Colonização do Brasil
A ocupação humana do litoral brasileiro era, até a chegada dos europeus, indígena. Segundo dados publicados pela Funai, no ano 1500 a população indígena no território brasileiro era de aproximadamente 3.000.000 habitantes, sendo que aproximadamente 2.000.000 estavam estabelecidos no litoral do país, dispersos por toda sua extensão, e 1.000.000 no interior[1], principalmente próximos da bacia dos rios Paraná-Paraguai[2]. Portanto, todo o litoral brasileiro era ocupado por grupos indígenas. Segundo Fausto (1996)[2], a população indígena pode ser divida em dois grandes blocos: os tupis-guaranis e os tapuias.

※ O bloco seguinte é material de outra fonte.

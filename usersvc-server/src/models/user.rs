//! User field validation
//!
//! Limits mirror the `users` table columns: `VARCHAR(50)` for name and
//! `VARCHAR(100)` for email. MySQL counts VARCHAR length in characters, so
//! these checks do too.

use std::fmt;
use std::num::IntErrorKind;

use super::ValidationError;

/// Maximum length for user names
pub const MAX_NAME_LEN: usize = 50;

/// Maximum length for email addresses
pub const MAX_EMAIL_LEN: usize = 100;

fn check_text(field: &'static str, s: &str, max: usize) -> Result<(), ValidationError> {
    if s.trim().is_empty() {
        return Err(ValidationError::Empty { field });
    }

    if s.chars().count() > max {
        return Err(ValidationError::TooLong { field, max });
    }

    Ok(())
}

/// Validated user name
#[derive(Debug, Clone, PartialEq, Eq)]
pub struct UserName(String);

impl UserName {
    /// Create a user name.
    ///
    /// # Rules
    /// - Not empty or whitespace-only
    /// - Max 50 characters
    ///
    /// # Example
    /// ```
    /// use usersvc_server::models::UserName;
    ///
    /// assert!(UserName::new("Alice").is_ok());
    /// assert!(UserName::new("   ").is_err());
    /// ```
    pub fn new(s: &str) -> Result<Self, ValidationError> {
        check_text("name", s, MAX_NAME_LEN)?;
        Ok(Self(s.to_owned()))
    }

    pub fn as_str(&self) -> &str {
        &self.0
    }
}

/// Validated email address.
///
/// Only presence and length are checked; the address format is not.
#[derive(Debug, Clone, PartialEq, Eq)]
pub struct Email(String);

impl Email {
    pub fn new(s: &str) -> Result<Self, ValidationError> {
        check_text("email", s, MAX_EMAIL_LEN)?;
        Ok(Self(s.to_owned()))
    }

    pub fn as_str(&self) -> &str {
        &self.0
    }
}

/// Validated name/email pair used by both insert and update
#[derive(Debug, Clone, PartialEq, Eq)]
pub struct NewUser {
    pub name: UserName,
    pub email: Email,
}

impl NewUser {
    pub fn new(name: &str, email: &str) -> Result<Self, ValidationError> {
        Ok(Self {
            name: UserName::new(name)?,
            email: Email::new(email)?,
        })
    }
}

/// User id as addressed by a request.
///
/// Any well-formed integer is accepted. Ids outside the `INT` range of the
/// column cannot name a row, so [`UserId::column_value`] returns `None` for
/// them and lookups treat them as missing. Integers beyond `i64` saturate.
#[derive(Debug, Clone, Copy, PartialEq, Eq, Hash)]
pub struct UserId(i64);

impl UserId {
    pub fn new(id: i32) -> Self {
        Self(i64::from(id))
    }

    /// Parse an id from a path segment.
    pub fn parse(s: &str) -> Result<Self, ValidationError> {
        if s.is_empty() {
            return Err(ValidationError::Empty { field: "id" });
        }

        match s.parse::<i64>() {
            Ok(id) => Ok(Self(id)),
            Err(e) => match e.kind() {
                IntErrorKind::PosOverflow => Ok(Self(i64::MAX)),
                IntErrorKind::NegOverflow => Ok(Self(i64::MIN)),
                _ => Err(ValidationError::InvalidFormat {
                    field: "id",
                    reason: "must be an integer",
                }),
            },
        }
    }

    /// The value to bind against the `INT` column, if it fits.
    pub fn column_value(self) -> Option<i32> {
        i32::try_from(self.0).ok()
    }
}

impl fmt::Display for UserId {
    fn fmt(&self, f: &mut fmt::Formatter<'_>) -> fmt::Result {
        write!(f, "{}", self.0)
    }
}
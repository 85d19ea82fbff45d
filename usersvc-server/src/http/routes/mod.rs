//! Route handlers organized by resource

pub mod health;
pub mod users;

Os tupis-guaranis estendiam-se por quase toda a costa brasileira, desde o Ceará até o Rio Grande do Sul. Entre esses, os tupis (também denominados tupinambás), dominavam desde o Ceará até o estado de São Paulo, e os guaranis localizavam-se principalmente na bacia Paraná-Paraguai e no trecho do litoral entre São Paulo (em Cananéia) e o extremo sul do território que hoje conhecemos como Brasil. Apesar dessa localização geográfica diversa dos tupis e dos guaranis, fala-se em conjunto tupi-guarani, dada à semelhança de cultura e de língua.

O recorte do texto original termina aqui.